Cerca
Close this search box.

LA ROŞÊDA D SAN ŞVÂN

 

Êrba ed San Zvân

Şógn, 2022

Nel mese di giugno la data più significativa legata alla tradizione locale è sicuramente il giorno di San Giovanni.  O meglio “la notte” di San Giovanni, che in realtà rappresenta il solstizio d’estate, ovvero il punto massimo delle ore di luce e ripropone da un punto di vista opposto i riti e le tradizioni del Natale da cui è separata de sei mesi esatti.
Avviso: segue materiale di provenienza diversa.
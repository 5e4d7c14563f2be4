//! End-to-end pipeline tests, driven the way a format adapter drives the
//! library: configure a `TableData`, render, and consume the `Rendered`
//! view.

use std::io::Write;

use tabula::{
    classify, Align, ConfigError, RawValue, Requirements, Style, Stylesheet, TableData, Theme,
    ThousandSeparator, TypeCode, ValueMap,
};

// ============================================================================
// A minimal fixed-width text adapter
// ============================================================================

/// Joins rendered cells with the theme's column separator and draws a
/// Markdown-style rule from the column widths and alignments. This is the
/// whole consumer contract: rendered cells, profiles, separator.
fn write_text_table(table: &mut TableData) -> Result<String, ConfigError> {
    let rendered = table.render_with(Requirements::new().headers().rows())?;
    let sep = rendered.column_separator().unwrap_or(" ").to_string();

    let mut out = String::new();
    let header_line: Vec<&str> = rendered.header_cells().iter().map(|c| c.text()).collect();
    out.push_str(&header_line.join(&sep));
    out.push('\n');

    let rule: Vec<String> = rendered
        .column_widths()
        .iter()
        .zip(rendered.column_alignments())
        .map(|(width, align)| {
            let dashes = "-".repeat(width.saturating_sub(1));
            match align {
                Align::Right => format!("{dashes}:"),
                Align::Center => format!(":{}:", "-".repeat(width.saturating_sub(2))),
                _ => format!(":{dashes}"),
            }
        })
        .collect();
    out.push_str(&rule.join(&sep));
    out.push('\n');

    for row in rendered.rows() {
        let line: Vec<&str> = row.iter().map(|c| c.text()).collect();
        out.push_str(&line.join(&sep));
        out.push('\n');
    }
    Ok(out)
}

fn fruit_table() -> TableData {
    let mut table = TableData::new();
    table.set_headers(vec!["name".into(), "qty".into(), "price".into()]);
    table.set_rows(vec![
        vec!["apple".into(), 3.into(), 1.5.into()],
        vec!["banana".into(), 10.into(), 0.25.into()],
        vec!["cherry".into(), 200.into(), 12.0.into()],
    ]);
    table
}

#[test]
fn fixed_width_adapter_emits_rectangular_output() {
    let mut table = fruit_table();
    table.register_theme(Theme::named("piped").with_column_separator(" | "));
    table.set_theme("piped").unwrap();

    let text = write_text_table(&mut table).unwrap();
    let expected = "\
 name  | qty | price
:----- | --: | ----:
apple  |   3 |  1.50
banana |  10 |  0.25
cherry | 200 | 12.00
";
    assert_eq!(text, expected);

    // Every line is exactly as wide as the widths the profiles promised.
    let total: usize = {
        let rendered = table.render().unwrap();
        rendered.column_widths().iter().sum::<usize>() + 2 * " | ".len()
    };
    for line in text.lines() {
        assert_eq!(line.chars().count(), total, "ragged line: {line:?}");
    }
}

#[test]
fn adapter_requirements_abort_before_any_output() {
    let mut empty = TableData::new();
    assert_eq!(write_text_table(&mut empty), Err(ConfigError::EmptyHeaders));

    empty.set_headers(vec!["a".into()]);
    assert_eq!(
        write_text_table(&mut empty),
        Err(ConfigError::EmptyValueMatrix)
    );
}

// ============================================================================
// The end-to-end scenarios
// ============================================================================

#[test]
fn scenario_profiles_for_a_two_column_matrix() {
    let mut table = TableData::new();
    table.set_headers(vec!["a".into(), "b".into()]);
    table.set_rows(vec![
        vec![1.into(), 2.5.into()],
        vec![2.into(), 3.0.into()],
    ]);

    let rendered = table.render().unwrap();
    let a = &rendered.profiles()[0];
    assert_eq!(a.type_code(), TypeCode::Integer);
    assert_eq!(a.ascii_width(), 1);
    let b = &rendered.profiles()[1];
    assert_eq!(b.type_code(), TypeCode::RealNumber);
    assert_eq!(b.ascii_width(), 3);
    assert_eq!(b.decimal_places(), Some(1));
}

#[test]
fn scenario_none_renders_empty_or_mapped() {
    let mut table = TableData::new();
    table.set_headers(vec!["n".into()]);
    table.set_rows(vec![vec![RawValue::None]]);

    let rendered = table.render().unwrap();
    assert_eq!(rendered.cell_text(0, 0), Some(" "));
    assert_eq!(rendered.cell_text(0, 0).map(str::trim), Some(""));

    table.set_value_map(ValueMap::new().none("X"));
    let rendered = table.render().unwrap();
    assert_eq!(rendered.cell_text(0, 0), Some("X"));
}

#[test]
fn scenario_comma_separator_with_fraction() {
    let mut table = TableData::new();
    table.set_headers(vec!["amount".into()]);
    table.set_rows(vec![vec![1_234_567.8.into()]]);
    table
        .set_column_style(
            "amount",
            Style::new().thousand_separator(ThousandSeparator::Comma),
        )
        .unwrap();

    let rendered = table.render().unwrap();
    assert_eq!(rendered.cell_text(0, 0), Some("1,234,567.8"));
}

#[test]
fn scenario_unknown_header_style_is_an_error() {
    let mut table = fruit_table();
    let err = table
        .set_column_style("prise", Style::new().bold())
        .unwrap_err();
    assert_eq!(
        err,
        ConfigError::InvalidColumnSpecifier {
            name: "prise".to_string()
        }
    );
}

#[test]
fn scenario_all_infinity_spellings_collapse() {
    let spellings = [
        RawValue::from("Infinity"),
        RawValue::from("inf"),
        RawValue::from("+INF"),
        RawValue::Float(f64::INFINITY),
    ];
    for raw in &spellings {
        let cv = classify(raw);
        assert_eq!(cv.type_code(), TypeCode::Infinity, "for {raw:?}");
        assert_eq!(cv.normalized(), "Infinity", "for {raw:?}");
    }

    let mut table = TableData::new();
    table.set_headers(vec!["f".into()]);
    table.set_rows(spellings.iter().map(|raw| vec![raw.clone()]).collect());
    let rendered = table.render().unwrap();
    for row in 0..4 {
        assert_eq!(rendered.cell_text(row, 0), Some("Infinity"));
    }
}

// ============================================================================
// Properties over the rendered view
// ============================================================================

#[test]
fn right_aligned_numbers_round_trip_through_padding() {
    let values = [-1234i64, 56, 789_000, 0];
    let mut table = TableData::new();
    table.set_headers(vec!["n".into()]);
    table.set_rows(values.iter().map(|n| vec![RawValue::Int(*n)]).collect());

    let rendered = table.render().unwrap();
    assert_eq!(rendered.column_alignments(), vec![Align::Right]);
    for (row, n) in values.iter().enumerate() {
        let text = rendered.cell_text(row, 0).unwrap();
        assert_eq!(text.trim().parse::<i64>().unwrap(), *n);
    }
}

#[test]
fn mixed_columns_are_strings_and_pure_columns_keep_their_type() {
    let mut table = TableData::new();
    table.set_headers(vec!["mixed".into(), "pure".into()]);
    table.set_rows(vec![
        vec![1.into(), 1.into()],
        vec![2.into(), 2.into()],
        vec!["x".into(), 3.into()],
    ]);

    let rendered = table.render().unwrap();
    assert_eq!(rendered.profiles()[0].type_code(), TypeCode::String);
    assert_eq!(rendered.profiles()[1].type_code(), TypeCode::Integer);
}

#[test]
fn reconfiguring_between_renders_takes_effect() {
    let mut table = fruit_table();
    let first = write_text_table(&mut table).unwrap();
    assert!(first.contains(" 1.50"));

    table.set_float_formatting(false);
    let second = write_text_table(&mut table).unwrap();
    assert!(second.contains("1.5"));
    assert!(!second.contains("1.50"));

    table.push_row(vec!["damson".into(), 7.into(), 3.125.into()]);
    let third = write_text_table(&mut table).unwrap();
    assert!(third.contains("damson"));
    assert!(third.contains("3.125"));
}

// ============================================================================
// Stylesheet files
// ============================================================================

#[test]
fn stylesheet_file_styles_columns_end_to_end() {
    let mut file = tempfile::NamedTempFile::new().unwrap();
    write!(
        file,
        "qty:\n  thousand_separator: underscore\nname:\n  align: center\n"
    )
    .unwrap();

    let sheet = Stylesheet::from_file(file.path()).unwrap();
    let mut table = TableData::new();
    table.set_headers(vec!["name".into(), "qty".into()]);
    table.set_rows(vec![vec!["ab".into(), 1_000_000.into()]]);
    table.apply_stylesheet(&sheet).unwrap();

    let rendered = table.render().unwrap();
    assert_eq!(rendered.cell_text(0, 1), Some("1_000_000"));
    // "ab" centered under the four-wide header "name".
    assert_eq!(rendered.cell_text(0, 0), Some(" ab "));
    assert_eq!(rendered.column_alignments(), vec![Align::Center, Align::Right]);
}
Le tradizioni legate a questa festività sono antichissime e pagane. Risalgono al periodo precedente l’occupazione romana, quando sul nostro territorio erano presenti popolazioni di origine celtica, che furono dapprima assoggettate all’impero e poi, con l’avvento del cristianesimo, convertite alla nuova religione di stato.

Quando il cristianesimo si sostituì alle religioni pagane preesistenti, la politica generale fu quella del rispetto delle tradizioni antiche e del minimo impatto sulle usanze locali a cui si assegnò solamente un valore diverso. Così come la preesistente “festa del sole” del solstizio d’inverno divenne Natale, nella notte di San Giovanni convergono le tradizioni che esaltavano i poteri della luce e del fuoco tipiche di tutte le culture precristiane fin dalla notte dei tempi. Nel giorno più breve dell’anno secondo il folclore (il solstizio astronomico in realtà è il 21 giugno), le comunità antiche celebravano riti scaramantici che avrebbero voluto rallentare la discesa del sole e mettere in fuga le tenebre e gli spiriti maligni da esse rappresentati.

San Giovanni nella nostra cultura è un giorno di festa. Tradizionalmente, considerando il periodo in cui l’orto offre il meglio, si mangiano i tortelli verdi,  così come a Natale si mangiano i cappelletti in brodo con ripieno a base di carne. Piatti ricchi e costosi,  che non ci si poteva permettere tutti i giorni, ma riservati a occasioni speciali come, per l’appunto, la notte più breve dell’anno, in cui si festeggia l’estate e si può star fuori fino a tardi.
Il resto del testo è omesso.